I remember the first time I ever stepped into the Sparrow House. It was this time of the year in 2012. We had just accepted two new women from Austin, bringing our total to three in the program with only two volunteers working in the house. One night all three women needed to be in different locations for various meetings and Redeemed was short on cars. I had placed a need out on Facebook but it went unfulfilled. So, I volunteered to take one of the Sparrows to her meeting.
Stepping into the house felt chaotic. Everyone was talking over each other and I immediately wondered what I had gotten myself into! But eventually, I met the Sparrow I was supposed to drive to her meeting and we made our way over there.
I had no experience when it came to interacting with anyone who had been trafficked. I didn’t know what to say. I didn’t know if anything I brought up would be offensive or bring up bad memories. I was even worried about the music that was playing in my car and what she would think of it. I felt so awkward in the Celebrate Recovery group we attended. People I’m sure were wondering why I was there. I’m pretty sure I had something arrogant to say during the small group, thinking it was helpful and encouraging. But in hindsight, it probably wasn’t.
Yet somehow, we made it through the night.

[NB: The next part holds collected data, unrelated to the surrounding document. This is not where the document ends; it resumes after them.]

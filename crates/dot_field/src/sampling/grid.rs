//! Uniform acceleration grid for Poisson-disk neighbour rejection.
//!
//! Cells have side `min_dist / √2`, so a cell can hold at most one point that respects
//! `min_dist`, and any two points closer than `min_dist` sit at most two cells apart.
//! Cells store indices into the caller's point arena, never the points themselves.
use glam::DVec2;

/// Chebyshev radius, in cells, scanned by [`SpatialGrid::is_far_enough`].
pub const NEIGHBOUR_REACH: usize = 2;

/// A 2D grid of cells each holding at most one accepted point index.
#[derive(Clone, Debug)]
pub struct SpatialGrid {
    cell_size: f64,
    width: usize,
    height: usize,
    cells: Vec<Option<u32>>,
}

impl SpatialGrid {
    /// Creates an empty grid covering `[0, extent.x) × [0, extent.y)`.
    pub fn new(extent: DVec2, min_dist: f64) -> Self {
        debug_assert!(min_dist > 0.0);
        let cell_size = min_dist / std::f64::consts::SQRT_2;
        let width = ((extent.x / cell_size).ceil() as usize).max(1);
        let height = ((extent.y / cell_size).ceil() as usize).max(1);

        Self {
            cell_size,
            width,
            height,
            cells: vec![None; width * height],
        }
    }

    pub fn cell_size(&self) -> f64 {
        self.cell_size
    }

    /// Grid size in cells as `(width, height)`.
    pub fn dimensions(&self) -> (usize, usize) {
        (self.width, self.height)
    }

    /// Cell coordinates containing `p`, clamped onto the grid.
    #[inline]
    pub fn cell_of(&self, p: DVec2) -> (usize, usize) {
        let x = ((p.x / self.cell_size).floor() as isize).clamp(0, self.width as isize - 1);
        let y = ((p.y / self.cell_size).floor() as isize).clamp(0, self.height as isize - 1);
        (x as usize, y as usize)
    }

    #[inline]
    fn cell_index(&self, x: usize, y: usize) -> usize {
        y * self.width + x
    }

    /// Index stored in the cell containing `p`, if any.
    pub fn occupant(&self, p: DVec2) -> Option<u32> {
        let (x, y) = self.cell_of(p);
        self.cells[self.cell_index(x, y)]
    }

    /// Stores `index` in the cell containing `p`, returning the index it replaced.
    ///
    /// A replaced occupant is not an error; it stays in the caller's arena but is
    /// no longer visible to neighbour queries.
    pub fn insert(&mut self, p: DVec2, index: u32) -> Option<u32> {
        let (x, y) = self.cell_of(p);
        let idx = self.cell_index(x, y);
        self.cells[idx].replace(index)
    }

    /// Returns `false` as soon as an occupant within [`NEIGHBOUR_REACH`] cells of
    /// `candidate` lies strictly closer than `dist`.
    pub fn is_far_enough(&self, points: &[DVec2], candidate: DVec2, dist: f64) -> bool {
        let dist_squared = dist * dist;
        let (gx, gy) = self.cell_of(candidate);
        let start_x = gx.saturating_sub(NEIGHBOUR_REACH);
        let end_x = (gx + NEIGHBOUR_REACH + 1).min(self.width);
        let start_y = gy.saturating_sub(NEIGHBOUR_REACH);
        let end_y = (gy + NEIGHBOUR_REACH + 1).min(self.height);

        for y in start_y..end_y {
            for x in start_x..end_x {
                let Some(index) = self.cells[self.cell_index(x, y)] else {
                    continue;
                };
                let Some(existing) = points.get(index as usize) else {
                    continue;
                };
                if candidate.distance_squared(*existing) < dist_squared {
                    return false;
                }
            }
        }

        true
    }
}
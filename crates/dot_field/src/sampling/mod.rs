//! Blue-noise point generation over a rectangular region.
//!
//! This module defines the [`PositionSampling`] trait, the uniform [`grid::SpatialGrid`]
//! used to accelerate neighbour rejection, and the Poisson-disk sampler built on it.
use mint::Vector2;
use rand::RngCore;

pub mod grid;
pub mod poisson_disk;

pub use grid::SpatialGrid;
pub use poisson_disk::{effective_min_dist, PoissonDiskSampling, PoissonSamples, SpacingPolicy};

/// Trait for position sampling over `[0, width) × [0, height)`.
pub trait PositionSampling: Send + Sync {
    fn generate(&self, domain_extent: Vector2<f64>, rng: &mut dyn RngCore) -> Vec<Vector2<f64>>;
}

/// Generate a random float in the range [0, 1).
#[inline]
pub(crate) fn rand01(rng: &mut dyn RngCore) -> f64 {
    // 53 random mantissa bits.
    (rng.next_u64() >> 11) as f64 * (1.0 / (1u64 << 53) as f64)
}

/// Generate a random index in `0..len`. `len` must be non-zero.
#[inline]
pub(crate) fn rand_index(rng: &mut dyn RngCore, len: usize) -> usize {
    debug_assert!(len > 0);
    ((rand01(rng) * len as f64) as usize).min(len - 1)
}

/// Compute the next smaller representable float value.
///
/// Returns a value that is strictly less than the input, useful for
/// ensuring bounds are strictly inside a domain.
#[inline]
pub(crate) fn next_down(val: f64) -> f64 {
    if val.is_nan() {
        return f64::NAN;
    }

    if val == f64::NEG_INFINITY {
        return f64::NEG_INFINITY;
    }

    if val == f64::INFINITY {
        return f64::MAX;
    }

    if val == 0.0 {
        return -f64::from_bits(1);
    }

    let bits = val.to_bits();
    if val > 0.0 {
        f64::from_bits(bits.saturating_sub(1))
    } else {
        f64::from_bits(bits.saturating_add(1))
    }
}
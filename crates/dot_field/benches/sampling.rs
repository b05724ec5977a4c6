mod common;

use std::hint::black_box;

use criterion::{criterion_group, criterion_main, BenchmarkId, Criterion};
use dot_field::sampling::{PoissonDiskSampling, SpacingPolicy};
use glam::DVec2;
use rand::rngs::StdRng;
use rand::SeedableRng;

const MIN_DISTS: [f64; 4] = [32.0, 16.0, 8.0, 4.0];
const POLICIES: [SpacingPolicy; 2] = [SpacingPolicy::Uniform, SpacingPolicy::CenterlineDensity];

fn sampling_poisson_benches(c: &mut Criterion) {
    let extent = DVec2::new(800.0, 600.0);

    for policy in POLICIES {
        let mut group = c.benchmark_group(format!("sampling/poisson_disk/{policy:?}"));

        for &min_dist in &MIN_DISTS {
            let strategy = PoissonDiskSampling::new(min_dist, 30).with_spacing(policy);
            let mut rng_est = StdRng::seed_from_u64(0xBEEFu64 ^ (min_dist as u64));
            let expected = strategy
                .sample(extent, &mut rng_est)
                .map(|s| s.points.len())
                .unwrap_or(0);
            group.throughput(common::elements_throughput(expected));

            let mut rng = StdRng::seed_from_u64(0xC0FFEEu64 ^ (min_dist as u64));
            group.bench_with_input(BenchmarkId::from_parameter(min_dist), &min_dist, |b, _| {
                b.iter(|| {
                    let samples = strategy.sample(extent, &mut rng);
                    black_box(samples.map(|s| s.points.len()).unwrap_or(0));
                });
            });
        }

        group.finish();
    }
}

criterion_group! {
    name = benches;
    config = common::default_criterion();
    targets = sampling_poisson_benches
}
criterion_main!(benches);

This Sparrow and I managed to have some meaningful conversation. I then became her mentor. We met on a regular basis for a long time. Somehow, God made this unlikely relationship work.
I’m not saying it was easy or comfortable or that I did everything right. What I do remember is coming home that first night and leaning against the door as I closed it behind me. I had this overwhelming presence that God was doing something big. I didn’t know what He had in store five years ago or that I would have the blessing to work with this amazing ministry for so long. I didn’t know all the other women I would meet and mentor and watch transform before my eyes. I didn’t know all the people I would volunteer with and develop friendships with that would go beyond Redeemed. I didn’t know all the things that God was going to teach me about his faithfulness.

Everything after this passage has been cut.